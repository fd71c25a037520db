//! Public worker and client profiles

use chrono::{DateTime, Utc};

use crate::catalog::seeded_at;
use crate::models::feedback::average_score;
use crate::models::UserRole;
use crate::utils::errors::{PayTaskError, Result};

#[derive(Debug, Clone, PartialEq)]
pub struct ProfileReview {
    pub author: String,
    pub rating: u8,
    pub comment: String,
    pub created_at: DateTime<Utc>,
}

#[derive(Debug, Clone, PartialEq)]
pub struct PublicProfile {
    pub id: String,
    pub name: String,
    pub role: UserRole,
    pub bio: String,
    pub skills: Vec<String>,
    pub completed_tasks: u32,
    pub member_since: DateTime<Utc>,
    pub reviews: Vec<ProfileReview>,
}

impl PublicProfile {
    pub fn average_rating(&self) -> Option<f64> {
        average_score(self.reviews.iter().map(|review| review.rating))
    }

    /// Reviews, newest first
    pub fn recent_reviews(&self, limit: usize) -> Vec<&ProfileReview> {
        let mut reviews: Vec<&ProfileReview> = self.reviews.iter().collect();
        reviews.sort_by(|a, b| b.created_at.cmp(&a.created_at));
        reviews.truncate(limit);
        reviews
    }
}

#[derive(Debug, Clone)]
pub struct ProfileDirectory {
    profiles: Vec<PublicProfile>,
}

impl ProfileDirectory {
    pub fn new(profiles: Vec<PublicProfile>) -> Self {
        Self { profiles }
    }

    pub fn seeded() -> Self {
        Self::new(seed_profiles())
    }

    pub fn ids(&self) -> Vec<&str> {
        self.profiles.iter().map(|p| p.id.as_str()).collect()
    }

    pub fn get(&self, id: &str) -> Result<&PublicProfile> {
        self.profiles
            .iter()
            .find(|p| p.id == id)
            .ok_or_else(|| PayTaskError::NotFound {
                resource: "Profile",
                id: id.to_string(),
            })
    }
}

fn review(author: &str, rating: u8, comment: &str, created_at: DateTime<Utc>) -> ProfileReview {
    ProfileReview {
        author: author.to_string(),
        rating,
        comment: comment.to_string(),
        created_at,
    }
}

fn seed_profiles() -> Vec<PublicProfile> {
    vec![
        PublicProfile {
            id: "amara-okafor".to_string(),
            name: "Amara Okafor".to_string(),
            role: UserRole::Worker,
            bio: "Transcription and translation, English and Yoruba.".to_string(),
            skills: vec!["transcription".to_string(), "translation".to_string(), "proofreading".to_string()],
            completed_tasks: 342,
            member_since: seeded_at(2025, 3, 2, 12),
            reviews: vec![
                review("Northwind Research", 5, "Accurate and fast, even with noisy audio.", seeded_at(2026, 9, 20, 10)),
                review("Brightpath", 4, "Good work, one missed deadline.", seeded_at(2026, 8, 11, 16)),
                review("ShopLens", 5, "Followed the style guide exactly.", seeded_at(2026, 10, 5, 9)),
            ],
        },
        PublicProfile {
            id: "diego-fernandez".to_string(),
            name: "Diego Fernandez".to_string(),
            role: UserRole::Worker,
            bio: "Image labeling and data entry.".to_string(),
            skills: vec!["image-labeling".to_string(), "data-entry".to_string()],
            completed_tasks: 1208,
            member_since: seeded_at(2024, 11, 19, 12),
            reviews: vec![review("ShopLens", 3, "Quick, but check the category list.", seeded_at(2026, 10, 12, 8))],
        },
        PublicProfile {
            id: "northwind-research".to_string(),
            name: "Northwind Research".to_string(),
            role: UserRole::Client,
            bio: "User research studio posting transcription and survey work.".to_string(),
            skills: vec![],
            completed_tasks: 57,
            member_since: seeded_at(2025, 6, 30, 12),
            reviews: vec![],
        },
    ]
}
//! PayTask command-line client
//!
//! Main application entry point

use std::future::Future;
use std::path::PathBuf;
use std::time::Duration;

use anyhow::{Context, Result};
use chrono::{DateTime, Utc};
use clap::{Parser, Subcommand};
use futures::StreamExt;
use tracing::{debug, info, warn};

use paytask::{
    catalog::{DisputeOutcome, MockCatalog, NewTicket, TicketCategory, TicketPriority},
    config::Settings,
    domain::draft::TaskDraft,
    handlers::{self, tasks::{ListView, TaskAction}},
    models::{AssignmentStatus, LogLevel, RegisterRequest, TransactionKind, UpdateTaskRequest, UpdateUserRequest, UserRole},
    services::{decode_task_query, poll, ServiceFactory, SortField, SortOrder, TaskQuery},
    utils::logging,
    PayTaskError,
};

#[derive(Parser)]
#[command(name = "paytask")]
#[command(version, about = "PayTask task marketplace client", long_about = None)]
struct Cli {
    /// Configuration file (without extension)
    #[arg(short, long, value_name = "FILE", default_value = "paytask", env = "PAYTASK_CONFIG")]
    config: String,

    #[command(subcommand)]
    command: Command,
}

#[derive(Subcommand)]
enum Command {
    /// Log in and store the session token
    Login {
        #[arg(long)]
        email: String,
        #[arg(long, env = "PAYTASK_PASSWORD", hide_env_values = true)]
        password: String,
    },
    /// Create an account
    Register {
        #[arg(long)]
        email: String,
        #[arg(long, env = "PAYTASK_PASSWORD", hide_env_values = true)]
        password: String,
        #[arg(long)]
        name: String,
        /// worker or client
        #[arg(long, default_value = "worker")]
        role: UserRole,
    },
    /// Forget the stored session
    Logout,
    /// Show the signed-in user
    Whoami,
    /// Dashboard for the signed-in user's role
    Dashboard {
        /// Refresh on the dashboard polling interval until Ctrl-C
        #[arg(long)]
        watch: bool,
    },
    /// Recent activity feed
    Activity {
        /// Refresh on the activity polling interval until Ctrl-C
        #[arg(long)]
        watch: bool,
    },
    /// Browse, create and manage tasks
    Tasks {
        #[command(subcommand)]
        command: TaskCommand,
    },
    /// Budget for a reward and quantity, including the platform fee
    Fees {
        #[arg(long)]
        reward: f64,
        #[arg(long)]
        quantity: u32,
    },
    /// Worker task flow
    Flow {
        #[command(subcommand)]
        command: FlowCommand,
    },
    /// Review submissions on your tasks
    Review {
        #[command(subcommand)]
        command: ReviewCommand,
    },
    /// Wallet balance and transfers
    Wallet {
        #[command(subcommand)]
        command: WalletCommand,
    },
    /// Notifications
    Notifications {
        #[command(subcommand)]
        command: NotificationCommand,
    },
    /// Own and public profiles, profile settings
    Profile {
        #[command(subcommand)]
        command: ProfileCommand,
    },
    /// Support tickets
    Support {
        #[command(subcommand)]
        command: SupportCommand,
    },
    /// Admin pages
    Admin {
        #[command(subcommand)]
        command: AdminCommand,
    },
    /// Check the backend health endpoint
    Health,
    /// Print the effective configuration
    Config,
}

#[derive(Subcommand)]
enum TaskCommand {
    /// List tasks with server filters, client-side search and paging
    List {
        #[arg(long)]
        status: Option<paytask::models::TaskStatus>,
        #[arg(long)]
        category: Option<String>,
        #[arg(long)]
        min_reward: Option<f64>,
        #[arg(long)]
        max_reward: Option<f64>,
        #[arg(long)]
        sort_by: Option<SortField>,
        #[arg(long)]
        sort_order: Option<SortOrder>,
        /// Raw filter query string, e.g. "status=active&minReward=1"
        #[arg(long, conflicts_with_all = ["status", "category", "min_reward", "max_reward", "sort_by", "sort_order"])]
        query: Option<String>,
        /// Words that must all appear in title, description, category or tags
        #[arg(long, short)]
        search: Option<String>,
        #[arg(long, default_value_t = 1)]
        page: u32,
        #[arg(long, default_value_t = 10)]
        page_size: u32,
    },
    /// Tasks you posted
    Mine {
        #[arg(long, short)]
        search: Option<String>,
        #[arg(long, default_value_t = 1)]
        page: u32,
    },
    /// Task detail
    Show { task_id: String },
    /// Create a draft task
    Create {
        #[arg(long)]
        title: String,
        #[arg(long)]
        description: String,
        #[arg(long)]
        category: String,
        /// Reward per unit in USD
        #[arg(long)]
        reward: f64,
        #[arg(long)]
        quantity: u32,
        /// RFC 3339 timestamp or a duration from now such as 36h or 7d
        #[arg(long, value_parser = parse_deadline)]
        deadline: DateTime<Utc>,
        #[arg(long)]
        instructions: Option<String>,
        #[arg(long = "tag")]
        tags: Vec<String>,
        /// Validate and show the budget without creating the task
        #[arg(long)]
        dry_run: bool,
    },
    /// Edit an own task
    Update {
        task_id: String,
        #[arg(long)]
        title: Option<String>,
        #[arg(long)]
        description: Option<String>,
        #[arg(long)]
        reward: Option<f64>,
        #[arg(long)]
        quantity: Option<u32>,
        #[arg(long, value_parser = parse_deadline)]
        deadline: Option<DateTime<Utc>>,
    },
    Publish { task_id: String },
    Pause { task_id: String },
    Cancel { task_id: String },
    Delete { task_id: String },
}

#[derive(Subcommand)]
enum FlowCommand {
    /// Claim one unit of a task
    Claim { task_id: String },
    /// Your assignments
    Mine {
        #[arg(long)]
        status: Option<AssignmentStatus>,
        #[arg(long, short)]
        search: Option<String>,
    },
    /// Submit work for an assignment
    Submit {
        assignment_id: String,
        #[arg(long, default_value = "")]
        content: String,
        /// File to upload and attach (repeatable)
        #[arg(long = "file")]
        files: Vec<PathBuf>,
    },
    /// Give an assignment back
    Release { assignment_id: String },
}

#[derive(Subcommand)]
enum ReviewCommand {
    /// Submissions waiting for review on a task
    Queue {
        task_id: String,
        /// Include already reviewed submissions
        #[arg(long)]
        all: bool,
    },
    Approve {
        submission_id: String,
        #[arg(long)]
        feedback: Option<String>,
    },
    Reject {
        submission_id: String,
        #[arg(long)]
        reason: String,
    },
    /// Rate the worker of a submission (1-5)
    Rate {
        submission_id: String,
        score: u8,
        #[arg(long)]
        comment: Option<String>,
    },
    /// Review the other party of a finished task (1-5)
    Leave {
        task_id: String,
        reviewee_id: String,
        rating: u8,
        #[arg(long)]
        comment: Option<String>,
    },
}
//! Error handling for PayTask
//!
//! This module defines the main error types used throughout the client
//! and provides a unified error handling strategy.

use std::fmt;

use thiserror::Error;

/// Main error type for the PayTask client
#[derive(Error, Debug)]
pub enum PayTaskError {
    #[error("HTTP request error: {0}")]
    Http(#[from] reqwest::Error),

    #[error("API error ({status}): {error}")]
    Api { status: u16, error: ApiError },

    #[error("Unauthorized: {0}")]
    Unauthorized(String),

    #[error("Forbidden: {0}")]
    Forbidden(String),

    #[error("{resource} not found: {id}")]
    NotFound { resource: &'static str, id: String },

    #[error("Validation failed: {0}")]
    Validation(ValidationErrors),

    #[error("Configuration error: {0}")]
    Config(String),

    #[error("Configuration loading error: {0}")]
    ConfigLoad(#[from] config::ConfigError),

    #[error("Serialization error: {0}")]
    Serialization(#[from] serde_json::Error),

    #[error("I/O error: {0}")]
    Io(#[from] std::io::Error),

    #[error("URL parsing error: {0}")]
    UrlParse(#[from] url::ParseError),

    #[error("Request timed out")]
    Timeout,

    #[error("Service unavailable: {0}")]
    ServiceUnavailable(String),

    #[error("Invalid response: {0}")]
    InvalidResponse(String),

    #[error("Invalid input: {0}")]
    InvalidInput(String),
}

/// Error body returned by the backend inside a failed envelope.
///
/// When the body is not the envelope shape, `message` carries the raw
/// body and `code` is `UNKNOWN`.
#[derive(Debug, Clone, PartialEq, serde::Serialize, serde::Deserialize)]
pub struct ApiError {
    pub message: String,
    #[serde(default = "ApiError::unknown_code")]
    pub code: String,
    #[serde(default, skip_serializing_if = "Option::is_none")]
    pub details: Option<serde_json::Value>,
}

impl ApiError {
    fn unknown_code() -> String {
        "UNKNOWN".to_string()
    }

    pub fn raw(body: impl Into<String>) -> Self {
        Self {
            message: body.into(),
            code: Self::unknown_code(),
            details: None,
        }
    }
}

impl fmt::Display for ApiError {
    fn fmt(&self, f: &mut fmt::Formatter<'_>) -> fmt::Result {
        write!(f, "[{}] {}", self.code, self.message)
    }
}

/// One failing form field
#[derive(Debug, Clone, PartialEq, Eq)]
pub struct FieldError {
    pub field: &'static str,
    pub message: String,
}

/// All failing fields of a form, in field order
#[derive(Debug, Clone, Default, PartialEq, Eq)]
pub struct ValidationErrors {
    pub errors: Vec<FieldError>,
}

impl ValidationErrors {
    pub fn new() -> Self {
        Self::default()
    }

    pub fn add(&mut self, field: &'static str, message: impl Into<String>) {
        self.errors.push(FieldError {
            field,
            message: message.into(),
        });
    }

    pub fn is_empty(&self) -> bool {
        self.errors.is_empty()
    }

    pub fn has(&self, field: &str) -> bool {
        self.errors.iter().any(|e| e.field == field)
    }

    /// Turn the collected errors into a result
    pub fn into_result(self) -> Result<()> {
        if self.is_empty() {
            Ok(())
        } else {
            Err(PayTaskError::Validation(self))
        }
    }
}

impl fmt::Display for ValidationErrors {
    fn fmt(&self, f: &mut fmt::Formatter<'_>) -> fmt::Result {
        let parts: Vec<String> = self
            .errors
            .iter()
            .map(|e| format!("{}: {}", e.field, e.message))
            .collect();
        write!(f, "{}", parts.join("; "))
    }
}

/// Result type alias for PayTask operations
pub type Result<T> = std::result::Result<T, PayTaskError>;

impl PayTaskError {
    /// Check if the error is recoverable
    ///
    /// Only used to pick a log level; nothing is retried.
    pub fn is_recoverable(&self) -> bool {
        match self {
            PayTaskError::Http(_) => true,
            PayTaskError::Api { status, .. } => *status >= 500,
            PayTaskError::Unauthorized(_) => false,
            PayTaskError::Forbidden(_) => false,
            PayTaskError::NotFound { .. } => false,
            PayTaskError::Validation(_) => false,
            PayTaskError::Config(_) => false,
            PayTaskError::ConfigLoad(_) => false,
            PayTaskError::Serialization(_) => false,
            PayTaskError::Io(_) => true,
            PayTaskError::UrlParse(_) => false,
            PayTaskError::Timeout => true,
            PayTaskError::ServiceUnavailable(_) => true,
            PayTaskError::InvalidResponse(_) => false,
            PayTaskError::InvalidInput(_) => false,
        }
    }

    /// Get error severity level
    pub fn severity(&self) -> ErrorSeverity {
        match self {
            PayTaskError::Config(_) | PayTaskError::ConfigLoad(_) => ErrorSeverity::Critical,
            PayTaskError::Unauthorized(_) | PayTaskError::Forbidden(_) => ErrorSeverity::Warning,
            PayTaskError::Validation(_) | PayTaskError::InvalidInput(_) => ErrorSeverity::Info,
            PayTaskError::NotFound { .. } => ErrorSeverity::Info,
            _ => ErrorSeverity::Error,
        }
    }

    /// Short message suitable for showing to a user
    pub fn user_message(&self) -> String {
        match self {
            PayTaskError::Api { error, .. } => error.message.clone(),
            PayTaskError::Unauthorized(_) => "Your session has expired. Please log in again.".to_string(),
            PayTaskError::Forbidden(message) => message.clone(),
            PayTaskError::Validation(errors) => format!("Please fix the following: {}", errors),
            PayTaskError::Timeout | PayTaskError::ServiceUnavailable(_) | PayTaskError::Http(_) => {
                "Could not reach PayTask. Please try again later.".to_string()
            }
            other => other.to_string(),
        }
    }

    /// HTTP status of an API error, if any
    pub fn status(&self) -> Option<u16> {
        match self {
            PayTaskError::Api { status, .. } => Some(*status),
            PayTaskError::Unauthorized(_) => Some(401),
            PayTaskError::Forbidden(_) => Some(403),
            _ => None,
        }
    }
}

/// Error severity levels
#[derive(Debug, Clone, Copy, PartialEq, Eq)]
pub enum ErrorSeverity {
    Info,
    Warning,
    Error,
    Critical,
}

impl std::fmt::Display for ErrorSeverity {
    fn fmt(&self, f: &mut std::fmt::Formatter<'_>) -> std::fmt::Result {
        match self {
            ErrorSeverity::Info => write!(f, "INFO"),
            ErrorSeverity::Warning => write!(f, "WARN"),
            ErrorSeverity::Error => write!(f, "ERROR"),
            ErrorSeverity::Critical => write!(f, "CRITICAL"),
        }
    }
}

#[cfg(test)]
mod tests {
    use super::*;

    #[test]
    fn test_api_error_defaults_code() {
        let err: ApiError = serde_json::from_str(r#"{"message": "boom"}"#).unwrap();
        assert_eq!(err.code, "UNKNOWN");
        assert!(err.details.is_none());
    }

    #[test]
    fn test_validation_errors_into_result() {
        assert!(ValidationErrors::new().into_result().is_ok());

        let mut errors = ValidationErrors::new();
        errors.add("reward", "too low");
        errors.add("quantity", "too high");
        let err = errors.into_result().unwrap_err();
        assert_eq!(err.to_string(), "Validation failed: reward: too low; quantity: too high");
        assert_eq!(err.severity(), ErrorSeverity::Info);
    }

    #[test]
    fn test_recoverability() {
        let server = PayTaskError::Api { status: 503, error: ApiError::raw("down") };
        let client = PayTaskError::Api { status: 400, error: ApiError::raw("bad") };
        assert!(server.is_recoverable());
        assert!(!client.is_recoverable());
        assert!(PayTaskError::Timeout.is_recoverable());
        assert_eq!(PayTaskError::Unauthorized("x".into()).status(), Some(401));
    }

    #[test]
    fn test_wrong_role_is_not_an_expired_session() {
        let err = PayTaskError::Forbidden("This page is for client accounts".into());
        assert_eq!(err.status(), Some(403));
        assert_eq!(err.user_message(), "This page is for client accounts");
        assert_eq!(err.severity(), ErrorSeverity::Warning);
        assert!(!err.is_recoverable());
    }
}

★ ★ ★ ★

Exercise objective → Please report every line of the listing that contains the string "labeling".

Response to the task →
            bio: "Image labeling and data entry.".to_string(),
            skills: vec!["image-labeling".to_string(), "data-entry".to_string()],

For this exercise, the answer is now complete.